Based on established criteria proposed and employed in previous studies to assess health-care needs, nearly half (43.8%) of students in this study were identified as “in need” or likely to “derive substantial benefit” from active headache management and care. These results are slightly higher than those reported in previous studies that applied the same criteria, including those conducted in Saudi Arabia (35.8%) [14], Mongolia (33.2%) [15], and Cameroon (37.0%) [13]. Specifically, in our study, 17.3% of participants met criteria for having headaches on ≥ 15 days per month (pMOH or other) or migraines on ≥ 3 days per month, both conditions indicative of severe symptom burden and widely accepted as thresholds for preventive medication [14, 24]. An additional 26.5% of students met the remaining four criteria (migraine or TTH with pTIS > 3.3% and moderate-to-severe intensity, or migraine/TTH with ≥ 3 days lost from work and/or household duties over the last 3 months), reflecting further health-care needs.

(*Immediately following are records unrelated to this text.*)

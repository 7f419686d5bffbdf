use http::Method;

use crate::schema::{OperationContext, SchemaResult};

/// Method/version gate deciding whether an overlay applies to an operation.
///
/// Unset sides match everything. Method comparison is case-insensitive
/// (uppercase normalization). The version side resolves the request version
/// through the context's negotiator, and only when a version set is
/// actually present; negotiation failure propagates instead of defaulting
/// to "in scope".
#[derive(Debug, Clone, Default, PartialEq)]
pub struct ScopeFilter {
    pub(crate) methods: Option<Vec<Method>>,
    pub(crate) versions: Option<Vec<String>>,
}

impl ScopeFilter {
    pub fn new() -> Self {
        Self::default()
    }

    pub fn methods<I: IntoIterator<Item = Method>>(mut self, methods: I) -> Self {
        self.methods = Some(methods.into_iter().collect());
        self
    }

    pub fn versions<I, S>(mut self, versions: I) -> Self
    where
        I: IntoIterator<Item = S>,
        S: Into<String>,
    {
        self.versions = Some(versions.into_iter().map(Into::into).collect());
        self
    }

    pub fn matches_everything(&self) -> bool {
        self.methods.is_none() && self.versions.is_none()
    }

    /// Whether the operation identified by `cx` is in scope.
    pub fn in_scope(&self, cx: &OperationContext<'_>) -> SchemaResult<bool> {
        if let Some(methods) = &self.methods {
            let requested = cx.method().as_str();
            if !methods
                .iter()
                .any(|method| method.as_str().eq_ignore_ascii_case(requested))
            {
                return Ok(false);
            }
        }
        match &self.versions {
            None => Ok(true),
            Some(versions) => {
                let negotiated = cx.negotiate_version()?;
                Ok(versions.iter().any(|v| *v == negotiated.version))
            }
        }
    }
}
use http::Method;
use once_cell::sync::Lazy;
use serde_json::{json, Map, Value};
use std::collections::HashMap;

use super::schema::{OperationContext, OperationSchema, SchemaResult};
use super::types::Responses;

/// Status code implied by an HTTP method when a single response schema has
/// to be keyed into a map.
static METHOD_DEFAULT_STATUS: Lazy<HashMap<Method, u16>> = Lazy::new(|| {
    HashMap::from([
        (Method::GET, 200),
        (Method::POST, 201),
        (Method::PUT, 200),
        (Method::PATCH, 200),
        (Method::DELETE, 204),
        (Method::HEAD, 200),
        (Method::OPTIONS, 200),
        (Method::TRACE, 200),
    ])
});

/// Default success status for `method`. Extension methods fall back to 200.
pub fn default_status_for(method: &Method) -> u16 {
    METHOD_DEFAULT_STATUS.get(method).copied().unwrap_or(200)
}

/// Assemble the operation object for `cx` by reading every document field
/// through `root`, the outermost layer of the resolution chain.
///
/// Empty collections and unset scalars are omitted. Null-valued entries
/// left over from merging are dropped rather than emitted. Request schemas
/// are wrapped under an `application/json` content map; a `Value::Null`
/// request (an explicit "no body" override) omits the request body
/// entirely.
pub fn assemble_operation(
    root: &dyn OperationSchema,
    cx: &OperationContext<'_>,
) -> SchemaResult<Value> {
    let mut doc = Map::new();
    doc.insert(
        "operationId".to_string(),
        Value::String(root.operation_id(cx)?),
    );

    if let Some(summary) = root.summary(cx)? {
        doc.insert("summary".to_string(), Value::String(summary));
    }
    if let Some(description) = root.description(cx)? {
        doc.insert("description".to_string(), Value::String(description));
    }
    if root.deprecated(cx)? {
        doc.insert("deprecated".to_string(), Value::Bool(true));
    }

    let tags = root.tags(cx)?;
    if !tags.is_empty() {
        doc.insert(
            "tags".to_string(),
            Value::Array(tags.into_iter().map(Value::String).collect()),
        );
    }

    let parameters = root.parameters(cx)?;
    if !parameters.is_empty() {
        let rendered: Vec<Value> = parameters
            .iter()
            .filter_map(|param| serde_json::to_value(param).ok())
            .collect();
        doc.insert("parameters".to_string(), Value::Array(rendered));
    }

    match root.request_body(cx)? {
        Some(Value::Null) | None => {}
        Some(schema) => {
            doc.insert(
                "requestBody".to_string(),
                json!({ "content": { "application/json": { "schema": schema } } }),
            );
        }
    }

    doc.insert(
        "responses".to_string(),
        render_responses(&root.responses(cx)?, cx.method()),
    );

    let auth = root.auth(cx)?;
    if !auth.is_empty() {
        let requirements: Vec<Value> = auth
            .iter()
            .map(|scheme| {
                let mut requirement = Map::new();
                requirement.insert(scheme.clone(), Value::Array(Vec::new()));
                Value::Object(requirement)
            })
            .collect();
        doc.insert("security".to_string(), Value::Array(requirements));
    }

    let examples = root.examples(cx)?;
    if !examples.is_empty() {
        let mut rendered = Map::new();
        for example in &examples {
            let mut entry = Map::new();
            if let Some(summary) = &example.summary {
                entry.insert("summary".to_string(), Value::String(summary.clone()));
            }
            entry.insert("value".to_string(), example.value.clone());
            rendered.insert(example.name.clone(), Value::Object(entry));
        }
        doc.insert("examples".to_string(), Value::Object(rendered));
    }

    for (key, value) in root.extensions(cx)? {
        doc.insert(key, value);
    }

    doc.retain(|_, value| !value.is_null());
    Ok(Value::Object(doc))
}

/// Render the response declarations as a status-keyed JSON object.
///
/// A single schema entity lands under the method's implied status. Entries
/// narrowed to a media type nest under a `content` map; an entry with no
/// media type is emitted as-is under its status key.
fn render_responses(responses: &Responses, method: &Method) -> Value {
    let mut rendered = Map::new();
    match responses {
        Responses::Schema(schema) => {
            rendered.insert(default_status_for(method).to_string(), schema.clone());
        }
        Responses::Map(map) => {
            for (key, schema) in map {
                let status = key.status.to_string();
                match &key.media_type {
                    None => {
                        rendered.insert(status, schema.clone());
                    }
                    Some(media) => {
                        let entry = rendered
                            .entry(status)
                            .or_insert_with(|| json!({ "content": {} }));
                        if entry.get("content").is_none() {
                            *entry = json!({ "content": {} });
                        }
                        if let Some(content) =
                            entry.get_mut("content").and_then(Value::as_object_mut)
                        {
                            content.insert(media.clone(), schema.clone());
                        }
                    }
                }
            }
        }
    }
    Value::Object(rendered)
}

/// Build a one-off named object schema from `(field, schema)` pairs.
///
/// Names without the `Schema` suffix get it appended, mirroring the naming
/// of generated component schemas.
pub fn named_object_schema(name: &str, fields: &[(&str, Value)]) -> Value {
    let title = if name.ends_with("Schema") {
        name.to_string()
    } else {
        format!("{name}Schema")
    };
    let mut properties = Map::new();
    for (field, schema) in fields {
        properties.insert((*field).to_string(), schema.clone());
    }
    json!({ "type": "object", "title": title, "properties": properties })
}
use http::Method;
use serde_json::{Map, Value};
use std::collections::BTreeMap;

use super::scope::ScopeFilter;
use crate::schema::{ExampleSpec, ParameterSpec, ResponseKey};

/// Override declarations for the response map.
#[derive(Debug, Clone, PartialEq)]
pub enum ResponsesOverride {
    /// Replace the baseline wholesale with a single schema entity.
    Replace(Value),
    /// Merge-union into the baseline map, override entries winning on key
    /// collision. A `None` entry deletes its key from the result.
    ByStatus(BTreeMap<ResponseKey, Option<Value>>),
}

/// Declarative corrections for one or more operations.
///
/// Every slot is optional; an unset slot defers to the baseline generator.
/// Explicit empty values are honored and distinct from "unset":
/// `request(Value::Null)` removes the request body, `tags([])` clears the
/// tag list. Overlays are immutable once built and typically live as long
/// as the handler group they correct.
#[derive(Debug, Clone, Default)]
pub struct Overlay {
    pub(crate) operation_id: Option<String>,
    pub(crate) parameters: Option<Vec<ParameterSpec>>,
    pub(crate) request: Option<Value>,
    pub(crate) responses: Option<ResponsesOverride>,
    pub(crate) auth: Option<Vec<String>>,
    pub(crate) description: Option<String>,
    pub(crate) summary: Option<String>,
    pub(crate) deprecated: Option<bool>,
    pub(crate) tags: Option<Vec<String>>,
    pub(crate) filters: Option<bool>,
    pub(crate) exclude: bool,
    pub(crate) operation: Option<Value>,
    pub(crate) examples: Option<Vec<ExampleSpec>>,
    pub(crate) extensions: Option<Map<String, Value>>,
    pub(crate) scope: ScopeFilter,
}

impl Overlay {
    pub fn builder() -> OverlayBuilder {
        OverlayBuilder::new()
    }

    pub fn scope(&self) -> &ScopeFilter {
        &self.scope
    }

    /// True when the overlay carries a field that fixes operation identity
    /// (operation id or a raw operation document). Declaring these at group
    /// granularity stamps one operation's identity onto every method.
    pub(crate) fn sets_operation_identity(&self) -> bool {
        self.operation_id.is_some() || self.operation.is_some()
    }
}

/// Fluent constructor for [`Overlay`].
///
/// # Example
///
/// ```rust,ignore
/// use schema_overlay::Overlay;
/// use http::Method;
/// use serde_json::json;
///
/// let overlay = Overlay::builder()
///     .methods([Method::POST])
///     .response(201, json!({ "$ref": "#/components/schemas/Created" }))
///     .tags(["pets"])
///     .build();
/// ```
#[derive(Debug, Default)]
pub struct OverlayBuilder {
    overlay: Overlay,
}

impl OverlayBuilder {
    pub fn new() -> Self {
        Self::default()
    }

    /// Replace the auto-generated operation id. Collisions are the caller's
    /// responsibility.
    pub fn operation_id(mut self, operation_id: impl Into<String>) -> Self {
        self.overlay.operation_id = Some(operation_id.into());
        self
    }

    /// Add one parameter after the auto-discovered ones.
    pub fn parameter(mut self, parameter: ParameterSpec) -> Self {
        self.overlay
            .parameters
            .get_or_insert_with(Vec::new)
            .push(parameter);
        self
    }

    pub fn parameters<I: IntoIterator<Item = ParameterSpec>>(mut self, parameters: I) -> Self {
        self.overlay
            .parameters
            .get_or_insert_with(Vec::new)
            .extend(parameters);
        self
    }

    /// Replace the discovered request body schema wholesale. Pass
    /// `Value::Null` to declare that the operation has no request body.
    pub fn request(mut self, schema: Value) -> Self {
        self.overlay.request = Some(schema);
        self
    }

    /// Declare the response schema for one status code. Repeated calls
    /// accumulate into a keyed override map.
    pub fn response(self, status: u16, schema: Value) -> Self {
        self.response_entry(ResponseKey::status(status), Some(schema))
    }

    /// Like [`response`](Self::response), narrowed to one media type.
    pub fn response_media(
        self,
        status: u16,
        media_type: impl Into<String>,
        schema: Value,
    ) -> Self {
        self.response_entry(ResponseKey::media(status, media_type), Some(schema))
    }

    /// Remove the baseline's entry for one status code.
    pub fn remove_response(self, status: u16) -> Self {
        self.response_entry(ResponseKey::status(status), None)
    }

    fn response_entry(mut self, key: ResponseKey, schema: Option<Value>) -> Self {
        match &mut self.overlay.responses {
            Some(ResponsesOverride::ByStatus(entries)) => {
                entries.insert(key, schema);
            }
            _ => {
                let mut entries = BTreeMap::new();
                entries.insert(key, schema);
                self.overlay.responses = Some(ResponsesOverride::ByStatus(entries));
            }
        }
        self
    }

    /// Replace the whole response declaration with a single schema entity,
    /// discarding the baseline map.
    pub fn responses_replace(mut self, schema: Value) -> Self {
        self.overlay.responses = Some(ResponsesOverride::Replace(schema));
        self
    }

    /// Replace discovered auth with an explicit list of auth methods.
    pub fn auth<I, S>(mut self, methods: I) -> Self
    where
        I: IntoIterator<Item = S>,
        S: Into<String>,
    {
        self.overlay.auth = Some(methods.into_iter().map(Into::into).collect());
        self
    }

    pub fn description(mut self, description: impl Into<String>) -> Self {
        self.overlay.description = Some(description.into());
        self
    }

    pub fn summary(mut self, summary: impl Into<String>) -> Self {
        self.overlay.summary = Some(summary.into());
        self
    }

    pub fn deprecated(mut self, deprecated: bool) -> Self {
        self.overlay.deprecated = Some(deprecated);
        self
    }

    pub fn tags<I, S>(mut self, tags: I) -> Self
    where
        I: IntoIterator<Item = S>,
        S: Into<String>,
    {
        self.overlay.tags = Some(tags.into_iter().map(Into::into).collect());
        self
    }

    /// Ignore discovery and forcefully enable or disable filter backends.
    /// Enabled substitutes the handler group's configured backends;
    /// disabled empties the list.
    pub fn filters(mut self, enabled: bool) -> Self {
        self.overlay.filters = Some(enabled);
        self
    }

    /// Exclude the operation from the document entirely when in scope.
    /// Takes precedence over every other slot, the raw operation included.
    pub fn exclude(mut self) -> Self {
        self.overlay.exclude = true;
        self
    }

    /// Replace the entire assembled document for the operation with a raw
    /// operation object.
    pub fn operation(mut self, operation: Value) -> Self {
        self.overlay.operation = Some(operation);
        self
    }

    pub fn example(mut self, example: ExampleSpec) -> Self {
        self.overlay
            .examples
            .get_or_insert_with(Vec::new)
            .push(example);
        self
    }

    pub fn examples<I: IntoIterator<Item = ExampleSpec>>(mut self, examples: I) -> Self {
        self.overlay
            .examples
            .get_or_insert_with(Vec::new)
            .extend(examples);
        self
    }

    /// Set one specification extension, e.g. `x-badges`.
    pub fn extension(mut self, key: impl Into<String>, value: Value) -> Self {
        self.overlay
            .extensions
            .get_or_insert_with(Map::new)
            .insert(key.into(), value);
        self
    }

    pub fn extensions(mut self, extensions: Map<String, Value>) -> Self {
        self.overlay.extensions = Some(extensions);
        self
    }

    /// Scope the overlay to specific HTTP methods. Matches all by default.
    pub fn methods<I: IntoIterator<Item = Method>>(mut self, methods: I) -> Self {
        self.overlay.scope.methods = Some(methods.into_iter().collect());
        self
    }

    /// Scope the overlay to specific API versions. Matches all by default.
    pub fn versions<I, S>(mut self, versions: I) -> Self
    where
        I: IntoIterator<Item = S>,
        S: Into<String>,
    {
        self.overlay.scope.versions = Some(versions.into_iter().map(Into::into).collect());
        self
    }

    pub fn build(self) -> Overlay {
        self.overlay
    }
}
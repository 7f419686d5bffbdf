//! # schema-overlay
//!
//! Declarative override/merge layers ("overlays") for auto-generated
//! [OpenAPI](https://spec.openapis.org/oas/v3.1.0)-style operation
//! documents.
//!
//! ## Overview
//!
//! Introspection-driven schema generators get real-world endpoints wrong:
//! polymorphic responses, versioned behavior, custom auth, deprecated
//! routes. `schema-overlay` lets a caller attach explicit corrections to a
//! single operation, or to every operation of a handler group, without
//! discarding the parts of the auto-generated document that are still
//! correct.
//!
//! ## Architecture
//!
//! The library is organized into a few key modules:
//!
//! - **[`schema`]** - the per-field accessor contract shared by baseline
//!   generators and overlay layers, the operation context (method, path,
//!   version negotiation), and document assembly
//! - **[`overlay`]** - the override record and its builder, the
//!   method/version scope predicate, the per-field combination policies,
//!   and the delegating layer that applies them
//! - **[`registry`]** - attachment of layers to handler artifacts (group,
//!   method, or plain callable) and composition of resolution chains
//! - **[`error`]** - the error taxonomy surfaced at declaration and
//!   generation time
//!
//! ## Example
//!
//! ```rust
//! use std::sync::Arc;
//! use http::Method;
//! use serde_json::json;
//! use schema_overlay::{
//!     operation_document, Artifact, OperationContext, Overlay, OverlayRegistry, Responses,
//!     StaticSchema,
//! };
//!
//! let mut registry = OverlayRegistry::new();
//! registry
//!     .attach(
//!         &Artifact::method("Pets", "create"),
//!         Overlay::builder()
//!             .methods([Method::POST])
//!             .response(201, json!({ "$ref": "#/components/schemas/Pet" }))
//!             .tags(["pets"])
//!             .build(),
//!     )
//!     .unwrap();
//!
//! let baseline = StaticSchema {
//!     operation_id: "create_pet".into(),
//!     responses: Responses::single(json!({ "$ref": "#/components/schemas/Pet" })),
//!     ..Default::default()
//! };
//!
//! let schema = registry.schema_for("Pets", "create", Arc::new(baseline));
//! let cx = OperationContext::new(Method::POST, "/pets");
//! let doc = operation_document(schema.as_ref(), &cx).unwrap().unwrap();
//! assert_eq!(doc["tags"], json!(["pets"]));
//! ```
//!
//! Attachment happens once at process initialization, before any request
//! handling; generation is a pure, synchronous read that may run on every
//! schema-export request.

pub mod error;
pub mod overlay;
pub mod registry;
pub mod schema;

pub use error::OverlayError;
pub use overlay::{Overlay, OverlayBuilder, OverlaySchema, ResponsesOverride, ScopeFilter};
pub use registry::{operation_document, Artifact, OverlayRegistry};
pub use schema::{
    assemble_operation, default_status_for, named_object_schema, ExampleSpec, FixedVersion,
    NegotiatedVersion, OperationContext, OperationSchema, ParameterLocation, ParameterSpec,
    ResponseKey, Responses, SchemaResult, StaticSchema, VersionNegotiator,
};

Although these latter criteria may seem less stringent than the former, their presence still suggests a meaningful symptom burden with a notable impact on students’ lives, highlighting the necessity for timely, specialized care for this population [14, 15].

Study strengths and limitations

As previously noted, this study’s strengths include its use of a standardized methodology and questionnaire, a adequate sample size, and a high participation rate (94.7%) [6]. Nonetheless, a primary limitation is the inherent reliance of all cross-sectional retrospective studies on participants’ recall, which may introduce recall bias. Furthermore, this study exclusively included medical students, primarily aged 18–24, representing a population with higher educational levels. This demographic specificity limits the generalizability of our findings to the broader population. Additionally, diagnoses were based solely on participants’ self-reported responses, rather than objective measures such as medical records or clinical interviews, which introduces the potential for bias.